Canterbury earthquakes

The Christchurch earthquakes: facts and myths

Wednesday, 16 March 2011

What we have all been reminded of so tragically and vividly over the past few months is that the physical landscape of this world is highly active and unstable. We live on the earth’s crust which comprises floating plates which are slowly moving; this movement is generated by convection currents arising deep in the earth’s core leading to immense energy build-ups where these plates rub up against each other and when eventually something has to give we get a cluster of earthquakes and their associated aftershocks.

Understanding probability, risk and hazards

Earthquake science has immense complexities; indeed it is a classic example of what I call complex rather than linear science. Linear science is can generate certainty; what is the speed of light, are birds the descendants of dinosaurs etc; but in climate change, in much of biology, and within earthquake science we are dealing with something very different. Precision as to any particular event or outcome cannot be achieved, what is likely to happen can only be described in terms of risk and probabilities. Science operates to try and reduce the level of uncertainty so that decisions can be made.
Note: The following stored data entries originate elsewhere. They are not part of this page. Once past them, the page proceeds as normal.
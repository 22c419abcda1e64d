use crate::validation::{FieldErrors, parse_id_list};
use serde::Deserialize;

/// Body of a movie create or update request
///
/// `genres` and `actors` replace the existing associations when present.
#[derive(Debug, Clone, Default, Deserialize)]
#[cfg_attr(feature = "openapi", derive(utoipa::ToSchema))]
pub struct MovieInput {
    pub title: Option<String>,
    pub description: Option<String>,
    pub duration: Option<i32>,
    pub genres: Option<Vec<i32>>,
    pub actors: Option<Vec<i32>>,
}

impl MovieInput {
    pub fn validate(&self, partial: bool) -> Result<(), FieldErrors> {
        let mut errors = FieldErrors::new();
        errors.check_text("title", self.title.as_deref(), partial);
        errors.check_text("description", self.description.as_deref(), partial);
        errors.check_positive("duration", self.duration, partial);
        errors.into_result()
    }
}

/// Optional filters for the movie list
#[derive(Debug, Clone, Default, PartialEq, Eq)]
pub struct MovieFilter {
    /// Substring of the title
    pub title: Option<String>,
    /// Matches movies having any of these genres
    pub genres: Vec<i32>,
    /// Matches movies featuring any of these actors
    pub actors: Vec<i32>,
}

impl MovieFilter {
    /// Builds a filter from raw query-string values, ids given as `1,2,3`
    pub fn parse(
        title: Option<String>,
        genres: Option<&str>,
        actors: Option<&str>,
    ) -> Result<Self, FieldErrors> {
        let mut errors = FieldErrors::new();

        let genres = match genres.map(|raw| parse_id_list("genres", raw)).transpose() {
            Ok(ids) => ids.unwrap_or_default(),
            Err(e) => {
                errors.merge(e);
                Vec::new()
            }
        };
        let actors = match actors.map(|raw| parse_id_list("actors", raw)).transpose() {
            Ok(ids) => ids.unwrap_or_default(),
            Err(e) => {
                errors.merge(e);
                Vec::new()
            }
        };

        errors.into_result()?;

        Ok(Self {
            title: title.filter(|t| !t.is_empty()),
            genres,
            actors,
        })
    }

    /// Lowercased `LIKE` pattern matching the title as a plain substring
    pub fn title_pattern(&self) -> Option<String> {
        let title = self.title.as_deref()?;
        let mut pattern = String::with_capacity(title.len() + 2);
        pattern.push('%');
        for c in title.to_lowercase().chars() {
            if matches!(c, '%' | '_' | '\\') {
                pattern.push('\\');
            }
            pattern.push(c);
        }
        pattern.push('%');
        Some(pattern)
    }
}

#[cfg(test)]
mod tests {
    use super::*;

    #[test]
    fn test_movie_validation() {
        let input = MovieInput {
            title: Some("Inception".to_string()),
            description: Some("Dreams".to_string()),
            duration: Some(0),
            ..Default::default()
        };
        let err = input.validate(false).unwrap_err();
        assert!(err.contains("duration"));
        assert!(!err.contains("genres"));
    }

    #[test]
    fn test_filter_parse() {
        let filter = MovieFilter::parse(Some("star".to_string()), Some("1,2"), None).unwrap();
        assert_eq!(filter.title.as_deref(), Some("star"));
        assert_eq!(filter.genres, vec![1, 2]);
        assert!(filter.actors.is_empty());

        let filter = MovieFilter::parse(Some(String::new()), None, None).unwrap();
        assert_eq!(filter, MovieFilter::default());
    }

    #[test]
    fn test_title_pattern_escapes_wildcards() {
        let filter = MovieFilter {
            title: Some("100%_Pure\\Fun".to_string()),
            ..Default::default()
        };
        assert_eq!(
            filter.title_pattern().as_deref(),
            Some(r"%100\%\_pure\\fun%")
        );
        assert!(MovieFilter::default().title_pattern().is_none());
    }

    #[test]
    fn test_filter_rejects_bad_ids() {
        let err = MovieFilter::parse(None, Some("a"), Some("2,b")).unwrap_err();
        assert!(err.contains("genres"));
        assert!(err.contains("actors"));
    }
}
Let me give you a trivial example. When you take an antibiotic for an infection, you do not know for certain it will cure you, it may cause a side effect which has a known probability – rare but finite, it may not work as the bacterium may be resistant which has a certain probability and is influenced by other use of that antibiotic, or it may not work because of a wrong diagnosis – it is a viral infection not bacterial. The doctor and you are effectively considering risk and probability when the antibiotic is described. But just because we describe things in terms of risk and probability does not mean we do not have a clear view of what will happen over time; we know that the incidence of side effects can be described statistically – if we give it to enough people, a predictable proportion will get side effects although we cannot predict whom without additional information.

Every time you go in a car there is a risk of an accident. That is why we require low cost preventative measures such as seat belts and airbags and a warrant of fitness. But using the knowledge generated by science, we have judged the risk of an event to be at a certain level and do not over-engineer the cars and the roads to make every vehicle look like a Sherman tank, which would reduce the risk of injury further but a much greater cost. This is the balancing that all levels of governments do whenever they have to address an issue involving risk or hazard management for example when investing in road engineering, planning ambulance services or in biosecurity services at the border; they rely on estimates of probability and the likely impact to elucidate the level of investment to protect citizens, our infrastructure and environment. We need to think about earthquake science in the same light. Over time certain things will happen that we would rather did not. The question is at what frequency and with what severity.

Science does not create policy in resolving these matters but it is an essential element in the formation of appropriate policy options and in understanding the risk/investment relationship. The obligations on the scientist and the scientific advisor, in particular, is therefore to try and present concepts of complexity, risk and probability in a clear, unbiased and matter of fact way so that both the public and policy maker can reach their decisions amongst options which, in the case of earthquakes, is clearly about the level of risk and cost of hazard reduction.

There has been a massive scientific effort since the M7.1 and M6.3 earthquakes. The natural hazards platform led from GNS but involving other CRIs, Universities and the private sector has been of immense value in having many different expertises already aligned and working together prior to the earthquakes. The staff of the University of Canterbury, despite their own situation, has been particularly active. Over the past two weeks my office has been working intensely with the scientific community to ensure that some important understandings are communicated and they are available as a separate paper on this website. There are several points I want to make very clearly as the public needs absolute clarity.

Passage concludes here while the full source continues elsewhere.